Paul speaking of our father Abraham said he was imputed (credited) righteousness because he did not doubt the promises of God for him and his descendents.  Paul in teaching the doctrine of salvation says the record of Abraham being credited righteousness from God wasn’t for just him, but for us too.  Why, because we, as followers of Christ will be credited the same righteousness.  Paul’s doctrine of salvation states, we who hope in Christ have also been imputed the same righteousness as our father Abraham.

He staggered not at the promise of God through unbelief; but was strong in faith, giving glory to God; And being fully persuaded that, what he had promised, he was able also to perform.  And therefore it was imputed to him for righteousness.  Now it was not written for his sake alone, that it was imputed to him;  But for us also, to whom it shall be imputed, if we believe on him that raised up Jesus our Lord from the dead;[1]

Abraham and his descendents were credited a righteous not their own.  The sign of the righteousness that God gave them was circumcision.  Paul’s doctrine of salvation teaches that Abraham is the father of all that believe.  This includes believers today.  He is the father of all circumcised and uncircumcised believers.  Paul’s doctrine of salvation teaches, those whose walk is the same faith of Abraham have been imputed this same righteousness as the people of Israel.

And he received the sign of circumcision, a seal of the righteousness of the faith which he had yet being uncircumcised: that he might be the father of all them that believe, though they be not circumcised; that righteousness might be imputed unto them also:  And the father of circumcision to them who are not of the circumcision only, but who also walk in the steps of that faith of our father Abraham, which he had being yet uncircumcised.[2]

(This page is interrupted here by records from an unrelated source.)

//! Key-value persistence for session state.
//!
//! The [`Store`] trait is the seam between graph workflows and their session
//! backing store. The in-memory implementation covers single-process use and
//! tests; a durable backend slots in without touching callers.

use async_trait::async_trait;
use serde_json::Value;
use std::collections::HashMap;
use tokio::sync::RwLock;

use crate::error::Result;

/// Async key-value store for JSON session state.
#[async_trait]
pub trait Store: Send + Sync {
    /// Fetch the value for `key`, or `None` if absent.
    async fn get(&self, key: &str) -> Result<Option<Value>>;

    /// Insert or overwrite the value for `key`.
    async fn put(&self, key: &str, value: Value) -> Result<()>;

    /// Remove `key`. Removing an absent key is not an error.
    async fn delete(&self, key: &str) -> Result<()>;

    /// All stored keys, in unspecified order.
    async fn list_keys(&self) -> Result<Vec<String>>;
}

/// Process-local store backed by a `RwLock<HashMap>`.
#[derive(Debug, Default)]
pub struct InMemoryStore {
    entries: RwLock<HashMap<String, Value>>,
}

impl InMemoryStore {
    pub fn new() -> Self {
        Self::default()
    }
}

#[async_trait]
impl Store for InMemoryStore {
    async fn get(&self, key: &str) -> Result<Option<Value>> {
        Ok(self.entries.read().await.get(key).cloned())
    }

    async fn put(&self, key: &str, value: Value) -> Result<()> {
        self.entries.write().await.insert(key.to_string(), value);
        Ok(())
    }

    async fn delete(&self, key: &str) -> Result<()> {
        self.entries.write().await.remove(key);
        Ok(())
    }

    async fn list_keys(&self) -> Result<Vec<String>> {
        Ok(self.entries.read().await.keys().cloned().collect())
    }
}

#[cfg(test)]
mod tests {
    use super::*;
    use serde_json::json;

    #[tokio::test]
    async fn put_get_delete() {
        let store = InMemoryStore::new();
        store.put("session:1", json!({"turns": 2})).await.unwrap();
        assert_eq!(
            store.get("session:1").await.unwrap(),
            Some(json!({"turns": 2}))
        );
        store.delete("session:1").await.unwrap();
        assert_eq!(store.get("session:1").await.unwrap(), None);
    }

    #[tokio::test]
    async fn delete_missing_key_is_ok() {
        let store = InMemoryStore::new();
        assert!(store.delete("ghost").await.is_ok());
    }

    #[tokio::test]
    async fn list_keys_returns_all() {
        let store = InMemoryStore::new();
        store.put("a", json!(1)).await.unwrap();
        store.put("b", json!(2)).await.unwrap();
        let mut keys = store.list_keys().await.unwrap();
        keys.sort();
        assert_eq!(keys, ["a", "b"]);
    }
}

Our father Abraham had imputed righteousness, and we too, as followers of the faith of Abraham, have the same righteousness imputed to us.  We have nothing over our father Abraham. 

I have been advocating scripture teaches believers in Christ have a hope of salvation.  That we have not been saved at conversion, but will receive salvation when our salvation (Christ) returns.  That we have a promise of salvation and we need to hope in our promises just as our father Abraham.

The church teaches we have been saved and when we receive our salvation we are imputed righteousness.  Paul taught just the opposite.  He taught, just as our father Abraham was imputed righteousness, so we are imputed righteousness.  And what was his situation when he was imputed this righteousness?  Was it before Christ paid for his sins or after?  It wasn’t after but before Christ died for his sins.  Let’s say about 2,000 years before Christ paid for his sins.  How is it that Abraham is credit righteousness before salvation, but church doctrine teaches ours is after salvation? 

If Abraham is our father and we are to walk in the same footsteps of faith as Abraham, how can we claim to have the same faith as his, when we say we have received the promise of salvation?  And what was the circumstance of Abraham’s faith when he was credited this righteousness, was it before the promise was fulfilled or after?  It wasn’t after but before the promise was fulfilled.  Yet we say we are credited righteousness after the promise was fulfilled.  How can we walk in the same footsteps of faith as Abraham, when his was based on a promise and we say ours is based on fact.

So what do we see in Paul’s doctrine of salvation?  We see Abraham as our example who, before sin was atoned for, was credited a righteousness as our example and father in the faith.  We see Abraham as an example who, before the promise was fulfilled, believed in the promise and received the benefit of his belief in the promise.

So my presentation of salvation in The Gospel According to the Gospel is not contradictory to Paul’s doctrine of salvation, it is Paul’s doctrine of salvation.  It is the church that has missed the doctrine of salvation that Paul taught in the book of Romans.

How can the church insist on preaching we have our righteousness imputed to us because we have received the promise, we have been saved?  Are we greater than our father Abraham?

[1] Romans 4:20-24

[2] Romans 4:11-12

24 thoughts on “Are we greater than Abraham?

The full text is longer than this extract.